During the test, the examiner recorded manually the total execution time (precision 1 s) and also the preparation time, i.e., the time elapsed between the presentation of the task and the first move. The difference represented the movement time. Note that on-line planning may occur during the movement time [15], [16]. In order to document the variation of visuo-motor performance (without planning demands), before and after the test, participants executed a sequence of 20 self-determined moves as fast as possible. The time was recorded manually by the examiner (precision 1 s). Note that the possible variation results from the opposite effects of fatigue and motor skill acquisition.

5. Data analysis

The execution time T was calculated for the valid trials, i.e., final configuration attained without rule violation whatever the number of moves.

The correlation coefficients (Pearson r) were computed on the set of tasks, between the averaged T (across participants) and the indexes U(N), B(N), and I(task). The indexes were then ranked in order of decreasing correlation coefficients.

For young participants, the correlations were initially computed for the whole set of tasks, but at the light of preliminary results, we computed them piecewise, i.e., on two subsets of tasks: easy (2 to 5 moves, n = 20) and difficult (5 to 8 moves, n = 20). The easy subset has a level of difficulty (or a number of moves) comparable to [1] and Experiment 1. The difficult subset contains the tasks of higher difficulty (or number of moves). The subsets are not disjoint (5 moves) so that both contain 20 tasks.

Within each set or subset of tasks, the significance of the differences between the correlation coefficients of the indexes was assessed by means of T-tests, using equation (1) [17].(1)

In order to determine whether inter-individual variability affect the ranking of the indexes, we also computed the correlation coefficients (Pearson r) between T (non-averaged, i.e., variable across participants) and the indexes U(N), B(N) and I(task) on the set of valid trials (Participants×Tasks).

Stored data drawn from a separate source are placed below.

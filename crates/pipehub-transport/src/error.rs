use std::path::PathBuf;
use std::time::Duration;

/// Errors that can occur in pipe transport operations.
#[derive(Debug, thiserror::Error)]
pub enum TransportError {
    /// Failed to create the listening endpoint.
    #[error("failed to bind to {path}: {source}")]
    Bind {
        path: PathBuf,
        source: std::io::Error,
    },

    /// Failed to connect to the specified endpoint.
    #[error("failed to connect to {path}: {source}")]
    Connect {
        path: PathBuf,
        source: std::io::Error,
    },

    /// The endpoint did not accept a connection within the timeout.
    #[error("timed out connecting to {path} after {timeout:?}")]
    Timeout { path: PathBuf, timeout: Duration },

    /// Failed to accept an incoming connection.
    #[error("failed to accept connection: {0}")]
    Accept(std::io::Error),

    /// An I/O error occurred on the transport stream.
    #[error("transport I/O error: {0}")]
    Io(#[from] std::io::Error),

    /// The socket path is too long for the platform.
    #[error("socket path too long ({len} bytes, max {max}): {path}")]
    PathTooLong {
        path: PathBuf,
        len: usize,
        max: usize,
    },

    /// The endpoint name cannot be used as a rendezvous point.
    #[error("invalid endpoint name: {0:?}")]
    InvalidName(String),
}

pub type Result<T> = std::result::Result<T, TransportError>;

Finally, for the young participants, in order to determine to what extent the variation of movement time may affect the total execution time (and the correlations), we compared the execution time of pre- an post-session visuo-motor tasks (20 self-determined moves) by means of a T-test.

Results

1. Elderly participants - performance curve

The execution time T as a function of the task is presented in Figure 3 with the algorithmic indexes. Two preliminary observations are of interest. 1) There were marked differences of average execution time between tasks with the same number of moves. The differences were so important that a task of 3 moves took on average longer than some tasks of 4 moves and the same occurred with some tasks of 4 and 5 moves. 2) There were a visual resemblance between the curves or T and I(task): both presented peaks (long execution times) for the same tasks of 4 and 5 moves. However, the foregoing observations are qualitative and cannot be generalized. In fact, given the high variability of execution times, we verified that some visually marked differences were not statistically significant.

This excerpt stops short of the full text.